Self-employed women in Austria are far worse off when retiring than employed women, new research shows. There is still a gap of around 30% between women and men in their pension account – ‘Pensionskonto’ – just before retirement.

This is shown in data collected by the Austrian Economic Chamber (WKO) in cooperation with the Finanzjournalistenforum, an initiative to boost media knowledge on social statistics.

This gap is much wider when considering only self-employed women including health care workers and personal carers, where women’s pension is almost 60% lower than that of men.

This discrepancy can be mainly explained by the fact that self-employed women work in much less well-paid jobs than self-employed men, the data showed.

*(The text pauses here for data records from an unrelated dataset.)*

// Copyright 2024-2026 Google LLC
//
// Licensed under the Apache License, Version 2.0 <LICENSE-APACHE or
// https://www.apache.org/licenses/LICENSE-2.0> or the MIT license
// <LICENSE-MIT or https://opensource.org/licenses/MIT>, at your
// option. This file may not be copied, modified, or distributed
// except according to those terms.

//! A fork-join thread pool that runs loops under a chosen [`Schedule`].

use super::job::{ChunkJob, DynLifetimeSyncJob, Job, SharedMutSlice};
use super::partition::{BlockPartition, CursorPartition, Partition, RoundRobinPartition, Schedule};
use super::sync::{make_region_group, RegionGuest, RegionHost, WorkerState};
use crate::error::Error;
use crate::macros::{log_debug, log_error};
use std::num::NonZeroUsize;
use std::panic::{catch_unwind, AssertUnwindSafe};
use std::thread::JoinHandle;

/// Number of threads to spawn in a thread pool.
#[derive(Clone, Copy, Debug, PartialEq, Eq)]
pub enum ThreadCount {
    /// Spawn the number of threads returned by
    /// [`std::thread::available_parallelism()`].
    AvailableParallelism,
    /// Spawn the given number of threads.
    Count(NonZeroUsize),
}

impl ThreadCount {
    /// Resolves the number of threads to spawn.
    pub fn count(self) -> Result<NonZeroUsize, Error> {
        match self {
            ThreadCount::AvailableParallelism => {
                std::thread::available_parallelism().map_err(Error::AvailableParallelism)
            }
            ThreadCount::Count(count) => Ok(count),
        }
    }
}

impl TryFrom<usize> for ThreadCount {
    type Error = <NonZeroUsize as TryFrom<usize>>::Error;

    fn try_from(thread_count: usize) -> Result<Self, Self::Error> {
        let count = NonZeroUsize::try_from(thread_count)?;
        Ok(ThreadCount::Count(count))
    }
}

/// A builder for [`ThreadPool`].
pub struct ThreadPoolBuilder {
    /// Number of worker threads to spawn in the pool.
    pub num_threads: ThreadCount,
}

impl ThreadPoolBuilder {
    /// Spawns a thread pool.
    ///
    /// ```
    /// # use loopsched::{Schedule, ThreadCount, ThreadPoolBuilder};
    /// # use std::num::NonZeroUsize;
    /// let mut thread_pool = ThreadPoolBuilder {
    ///     num_threads: ThreadCount::try_from(4).unwrap(),
    /// }
    /// .build()
    /// .unwrap();
    ///
    /// let mut squares = vec![0; 10];
    /// thread_pool
    ///     .for_each_chunk_mut(
    ///         Schedule::Dynamic(NonZeroUsize::new(3).unwrap()),
    ///         &mut squares,
    ///         |start, chunk| {
    ///             for (i, x) in chunk.iter_mut().enumerate() {
    ///                 *x = (start + i) * (start + i);
    ///             }
    ///         },
    ///     )
    ///     .unwrap();
    /// assert_eq!(squares, [0, 1, 4, 9, 16, 25, 36, 49, 64, 81]);
    /// ```
    pub fn build(&self) -> Result<ThreadPool, Error> {
        ThreadPool::new(self.num_threads.count()?)
    }
}

/// A pool of worker threads executing fork-join parallel regions.
///
/// The workers are spawned once and reused by every region. Dropping the
/// pool joins them.
pub struct ThreadPool {
    /// Number of worker threads.
    num_threads: NonZeroUsize,
    /// Handles to all the worker threads in the pool.
    threads: Vec<JoinHandle<()>>,
    /// Main-thread side of the region synchronization.
    host: RegionHost<DynLifetimeSyncJob>,
}

impl ThreadPool {
    fn new(count: NonZeroUsize) -> Result<Self, Error> {
        let num_threads = count.get();
        let (host, guests) = make_region_group(num_threads);

        let mut pool = Self {
            num_threads: count,
            threads: Vec::with_capacity(num_threads),
            host,
        };
        for (id, guest) in guests.into_iter().enumerate() {
            let context = WorkerContext { id, guest };
            // On error, dropping `pool` shuts down the workers spawned so far.
            let handle = std::thread::Builder::new()
                .name(format!("loopsched-worker-{id}"))
                .spawn(move || context.run())
                .map_err(|source| Error::Spawn { id, source })?;
            pool.threads.push(handle);
        }
        log_debug!("[main thread] Spawned {num_threads} threads");

        Ok(pool)
    }

    /// Returns the number of worker threads in this pool.
    pub fn num_threads(&self) -> NonZeroUsize {
        self.num_threads
    }

    /// Runs `body` over `output` in parallel, split according to `schedule`.
    ///
    /// Every index of `output` belongs to exactly one chunk, and every chunk
    /// is passed exactly once to `body` along with its offset in `output`.
    /// This returns once all chunks have been processed.
    pub fn for_each_chunk_mut<T: Send>(
        &mut self,
        schedule: Schedule,
        output: &mut [T],
        body: impl Fn(usize, &mut [T]) + Sync,
    ) -> Result<(), Error> {
        let num_threads = self.num_threads.get();
        let num_elements = output.len();
        match schedule {
            Schedule::StaticBlocks => {
                self.fork_join(BlockPartition::new(num_threads, num_elements), output, body)
            }
            Schedule::StaticChunks(chunk_size) => self.fork_join(
                RoundRobinPartition::new(num_threads, num_elements, chunk_size),
                output,
                body,
            ),
            Schedule::Dynamic(chunk_size) => self.fork_join(
                CursorPartition::new(
                    #[cfg(feature = "log_parallelism")]
                    num_threads,
                    num_elements,
                    chunk_size,
                ),
                output,
                body,
            ),
        }
    }

    fn fork_join<P: Partition, T: Send>(
        &mut self,
        partition: P,
        output: &mut [T],
        body: impl Fn(usize, &mut [T]) + Sync,
    ) -> Result<(), Error> {
        let job = ChunkJob {
            partition,
            output: SharedMutSlice::new(output),
            body,
        };
        let outcome = self.host.run_region(&job as &(dyn Job + Sync));

        #[cfg(feature = "log_parallelism")]
        job.partition.print_statistics();

        outcome.map_err(|count| Error::WorkerPanicked { count })
    }
}

impl Drop for ThreadPool {
    /// Joins all the threads in the pool.
    #[allow(clippy::unused_enumerate_index)]
    fn drop(&mut self) {
        self.host.shutdown();

        log_debug!("[main thread] Joining threads in the pool...");
        for (_i, t) in self.threads.drain(..).enumerate() {
            let result = t.join();
            match result {
                Ok(_) => log_debug!("[main thread] Thread {_i} joined with result: {result:?}"),
                Err(_) => log_error!("[main thread] Thread {_i} joined with result: {result:?}"),
            }
        }
        log_debug!("[main thread] Joined threads.");
    }
}

/// Context object owned by a worker thread.
struct WorkerContext {
    /// Thread index.
    id: usize,
    /// Worker side of the region synchronization.
    guest: RegionGuest<DynLifetimeSyncJob>,
}

impl WorkerContext {
    /// Main function run by this thread.
    fn run(mut self) {
        let id = self.id;
        loop {
            // A panicking job has already been reported to the main thread by the
            // time it unwinds here, so the worker can wait for the next region.
            let state = catch_unwind(AssertUnwindSafe(|| {
                self.guest.participate(|job| job.run(id))
            }));
            match state {
                Ok(WorkerState::Finished) => break,
                Ok(WorkerState::Ready) | Err(_) => continue,
            }
        }
    }
}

“I see this as one of the undiscovered social problems in Austria,” Eric Samuiloff of the WKO noted at a press conference in Vienna. He added that among self-employed women, the number of those who would have to get top-up payments from the state to boost their pension might increase.

In addition, the figures still show a significant mark-down in pension savings, as part of people’s income, from the age of around 45, when still many women start working part-time after having children or stay home.

One of the main differences between now and 20 years ago, was the introduction of the ‘Pensionskonto’. For most people born before 1955 their best 15 years, i.e. the ones with the highest income, were used to calculate their first pillar pension.

Now, each month for which people pay in is counted and they are being paid interest which is annually calculated. However, in most cases this does not make up nearly the same amount as under the old regime – especially with part-time work increasing.

For women, the pension gap could shorten with the increase of their retirement age to 65 which is currently being adjusted by half a year annually. However, the Austrian Trade Union (ÖGB) noted that a lot of women have to retire before the current statutory retirement age of 60 for health reasons. Or indeed, they cannot work until that age because they have to care for others – and these care jobs only count towards their pension if they report it to the social insurance in time.